Lebensplanung mit 30

jesoloMit 30 spätestens muss man sich dann doch irgendwann entscheiden, was man sich vom restlichen Leben erwartet. Familie und Kinder, Karriere, Reisen oder etwas ganz Anderes? Andi hingegen schiebt die Entscheidung immer weit von sich. Irgendwie ist sie mit ihrem kinderlosen Leben recht zufrieden und es ist bequem, weswegen sie auch klaglos alljährlich den immer gleichen Urlaub in „Jesolo“ hinnimmt. Der Job ist nicht perfekt, der Freund eigentlich auch nicht so der Passende, aber um an der Situation etwas ändern zu wollen, reicht es nicht.
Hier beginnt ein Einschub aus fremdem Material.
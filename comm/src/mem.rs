//! Threads-as-ranks communicator
//!
//! A [`MemWorld`] groups N ranks living on N threads of one process.
//! Point-to-point messages rendezvous through per-(source, dest, tag)
//! mailboxes; shared windows are plain [`Storage`] views published to a
//! registry, which is also what makes every peer a shared-memory peer.
//!
//! This backend is the reference implementation of the transport contract
//! and the vehicle for multi-rank tests.

use crate::{CommError, Communicator, Request};
use data::pool::Storage;
use data::{Idx, Precision};
use log::trace;
use std::collections::{HashMap, VecDeque};
use std::sync::atomic::{AtomicU64, Ordering::Relaxed};
use std::sync::{Arc, Barrier, Condvar, Mutex};

type MailKey = (usize, usize, u64);

#[derive(Default)]
struct Mailboxes {
    /// Element payloads from point-to-point sends
    data: HashMap<MailKey, VecDeque<Vec<Precision>>>,
    /// Index tables from broadcasts
    idxs: HashMap<MailKey, VecDeque<Vec<Idx>>>,
}

/// Shared state of one group of in-process ranks
pub struct MemWorld {
    num_ranks: usize,
    mail: Mutex<Mailboxes>,
    delivered: Condvar,
    barrier: Barrier,
    windows: Mutex<HashMap<(usize, u64), Storage>>,
}

impl MemWorld {
    pub fn new(num_ranks: usize) -> Arc<Self> {
        assert!(num_ranks >= 1);
        Arc::new(Self {
            num_ranks,
            mail: Mutex::new(Mailboxes::default()),
            delivered: Condvar::new(),
            barrier: Barrier::new(num_ranks),
            windows: Mutex::new(HashMap::new()),
        })
    }

    /// One communicator per rank, to be moved onto the rank's thread
    pub fn communicators(self: &Arc<Self>) -> Vec<MemComm> {
        (0..self.num_ranks)
            .map(|r| MemComm {
                world: Arc::clone(self),
                rank: r,
                bcast_seq: AtomicU64::new(0),
            })
            .collect()
    }
}

/// One rank's endpoint in a [`MemWorld`]
pub struct MemComm {
    world: Arc<MemWorld>,
    rank: usize,
    /// Per-rank collective counter; ranks call collectives in the same
    /// order, so equal counts address the same logical broadcast
    bcast_seq: AtomicU64,
}

impl MemComm {
    fn check_peer(&self, peer: usize) -> Result<(), CommError> {
        if peer >= self.world.num_ranks || peer == self.rank {
            return Err(CommError::PointToPoint(format!(
                "rank {} cannot message rank {peer} of {}",
                self.rank, self.world.num_ranks
            )));
        }
        Ok(())
    }
}

impl Communicator for MemComm {
    fn rank(&self) -> usize {
        self.rank
    }

    fn num_ranks(&self) -> usize {
        self.world.num_ranks
    }

    fn barrier(&self) {
        self.world.barrier.wait();
    }

    fn bcast_idxs(&self, root: usize, data: &mut [Idx]) -> Result<(), CommError> {
        let seq = self.bcast_seq.fetch_add(1, Relaxed);
        let mut mail = self
            .world
            .mail
            .lock()
            .map_err(|_| CommError::Collective("mailbox poisoned".into()))?;
        if self.rank == root {
            for peer in 0..self.world.num_ranks {
                if peer != root {
                    mail.idxs
                        .entry((root, peer, seq))
                        .or_default()
                        .push_back(data.to_vec());
                }
            }
            self.world.delivered.notify_all();
        } else {
            loop {
                if let Some(q) = mail.idxs.get_mut(&(root, self.rank, seq)) {
                    if let Some(v) = q.pop_front() {
                        if v.len() != data.len() {
                            return Err(CommError::Collective(format!(
                                "broadcast length mismatch: {} vs {}",
                                v.len(),
                                data.len()
                            )));
                        }
                        data.copy_from_slice(&v);
                        break;
                    }
                }
                mail = self
                    .world
                    .delivered
                    .wait(mail)
                    .map_err(|_| CommError::Collective("mailbox poisoned".into()))?;
            }
        }
        Ok(())
    }

    fn isend(&self, peer: usize, tag: u64, data: Vec<Precision>) -> Result<Request, CommError> {
        self.check_peer(peer)?;
        trace!(
            "rank {}: send {} elems to {peer} tag {tag}",
            self.rank,
            data.len()
        );
        let mut mail = self
            .world
            .mail
            .lock()
            .map_err(|_| CommError::PointToPoint("mailbox poisoned".into()))?;
        mail.data
            .entry((self.rank, peer, tag))
            .or_default()
            .push_back(data);
        self.world.delivered.notify_all();
        // Eager delivery: the send has already completed.
        Ok(Request::Send { peer, tag })
    }

    fn irecv(&self, peer: usize, tag: u64, nelems: usize) -> Result<Request, CommError> {
        self.check_peer(peer)?;
        Ok(Request::Recv { peer, tag, nelems })
    }

    fn test(&self, req: &Request) -> Result<bool, CommError> {
        match req {
            Request::Null | Request::Send { .. } => Ok(true),
            Request::Recv { peer, tag, .. } => {
                let mail = self
                    .world
                    .mail
                    .lock()
                    .map_err(|_| CommError::PointToPoint("mailbox poisoned".into()))?;
                Ok(mail
                    .data
                    .get(&(*peer, self.rank, *tag))
                    .is_some_and(|q| !q.is_empty()))
            }
        }
    }

    fn wait_send(&self, req: &mut Request) -> Result<(), CommError> {
        *req = Request::Null;
        Ok(())
    }

    fn wait_recv(&self, req: &mut Request) -> Result<Vec<Precision>, CommError> {
        let Request::Recv { peer, tag, nelems } = *req else {
            return Err(CommError::PointToPoint(
                "wait_recv on a non-receive request".into(),
            ));
        };
        let mut mail = self
            .world
            .mail
            .lock()
            .map_err(|_| CommError::PointToPoint("mailbox poisoned".into()))?;
        let payload = loop {
            if let Some(q) = mail.data.get_mut(&(peer, self.rank, tag)) {
                if let Some(v) = q.pop_front() {
                    break v;
                }
            }
            mail = self
                .world
                .delivered
                .wait(mail)
                .map_err(|_| CommError::PointToPoint("mailbox poisoned".into()))?;
        };
        if payload.len() > nelems {
            return Err(CommError::PointToPoint(format!(
                "rank {}: message of {} elems from {peer} overflows buffer of {nelems}",
                self.rank,
                payload.len()
            )));
        }
        *req = Request::Null;
        Ok(payload)
    }

    fn shm_rank_of(&self, peer: usize) -> Option<usize> {
        // Every in-process peer shares memory; its shm rank is its rank.
        (peer < self.world.num_ranks).then_some(peer)
    }

    fn register_shared_window(&self, key: u64, window: Storage) {
        let mut w = self.world.windows.lock().expect("window registry poisoned");
        w.insert((self.rank, key), window);
    }

    fn peer_shared_window(&self, peer: usize, key: u64) -> Option<Storage> {
        let w = self.world.windows.lock().expect("window registry poisoned");
        w.get(&(peer, key)).cloned()
    }
}

#[cfg(test)]
mod tests {
    use super::*;
    use std::thread;

    #[test]
    fn two_rank_send_recv() {
        let world = MemWorld::new(2);
        let mut comms = world.communicators();
        let c1 = comms.pop().unwrap();
        let c0 = comms.pop().unwrap();

        thread::scope(|s| {
            s.spawn(move || {
                let mut req = c1.irecv(0, 7, 3).unwrap();
                let data = c1.wait_recv(&mut req).unwrap();
                assert_eq!(data, vec![1.0, 2.0, 3.0]);
                assert!(req.is_null());
            });
            let mut req = c0.isend(1, 7, vec![1.0, 2.0, 3.0]).unwrap();
            c0.wait_send(&mut req).unwrap();
        });
    }

    #[test]
    fn broadcast_reaches_all_ranks() {
        let world = MemWorld::new(3);
        let comms = world.communicators();
        thread::scope(|s| {
            for c in comms {
                s.spawn(move || {
                    let mut table = if c.rank() == 0 { vec![5, 6] } else { vec![0, 0] };
                    c.bcast_idxs(0, &mut table).unwrap();
                    assert_eq!(table, vec![5, 6]);
                    c.assert_equality_over_ranks(99, "const").unwrap();
                });
            }
        });
    }

    #[test]
    fn rank_mismatch_detected() {
        let world = MemWorld::new(2);
        let comms = world.communicators();
        thread::scope(|s| {
            for c in comms {
                s.spawn(move || {
                    let val = if c.rank() == 0 { 10 } else { 11 };
                    let r = c.assert_equality_over_ranks(val, "size");
                    if c.rank() == 0 {
                        assert!(r.is_ok());
                    } else {
                        assert!(matches!(r, Err(CommError::RankMismatch { .. })));
                    }
                });
            }
        });
    }

    #[test]
    fn shared_windows_visible_to_peers() {
        let world = MemWorld::new(2);
        let comms = world.communicators();
        thread::scope(|s| {
            for c in comms {
                s.spawn(move || {
                    let win = Storage::standalone(4);
                    win.fill(c.rank() as Precision);
                    c.register_shared_window(9, win);
                    c.barrier();
                    let peer = 1 - c.rank();
                    let pw = c.peer_shared_window(peer, 9).unwrap();
                    assert_eq!(pw.get(0), peer as Precision);
                    assert!(c.peer_shared_window(peer, 8).is_none());
                    assert_eq!(c.shm_rank_of(peer), Some(peer));
                });
            }
        });
    }

    #[test]
    fn test_probes_without_blocking() {
        let world = MemWorld::new(2);
        let mut comms = world.communicators();
        let c1 = comms.pop().unwrap();
        let c0 = comms.pop().unwrap();
        let req = c1.irecv(0, 1, 1).unwrap();
        assert!(!c1.test(&req).unwrap());
        c0.isend(1, 1, vec![4.0]).unwrap();
        assert!(c1.test(&req).unwrap());
    }
}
Freund Georg hingegen drängt seit längerer Zeit darauf, dass sie endlich Entscheidungen treffen soll. Zu ihm stehen, zu ihm ziehen und eine Familie gründen. Nach dem gemeinsamen Urlaub stehen alle Zeichen auf Trennung. Doch dann merkt sie, dass sie schwanger ist.

Möchte sie das Kind oder nicht? Möchte sie es mit dem Vater gemeinsam aufziehen oder nicht? Ist sie bereit auf das Leben in der Stadt zu verzichten und mit Georg auf dem Land in das Haus seiner Eltern dazuzuziehen? Und ehe Andi sich versieht, hat sie einen Kredit aufgenommen, die Wohnung bei den Schwiegereltern in spe renoviert und bezogen und muss sich in ihrer Rolle als Mutter finden, die sie sich so nie gewünscht hat.
Während für die Menschen um sie herum alles so klar zu sein scheint und es nur einen „richtigen“ Weg gibt, hadert Andi mit ihrem Schicksal und ficht innerlich mit sich. Dabei malt sie sich zu allen Szenarien mehrere mögliche Ausgänge aus – und man spürt als Leser so nachvollziehbar ihre Unsicherheit und innere Zerrissenheit, dass man sie so gerne in den Arm nehmen und ihr versichern möchte, dass alles gut wird.
Eigentlich schlimm, wie das gesellschaftliche Rollenbild der Frau heute immer noch klar diktiert, welche Werte ab 30 wirklich wichtig sein müssten und welcher Lebensentwurf als wahr und regelkonform festgelegt ist. Für mich als Frau im gleichen Alter beklemmend, absolut nachvollziehbar und sehr ehrlich dieser Roman. Großartiges Erstlingswerk von Tanja Raich.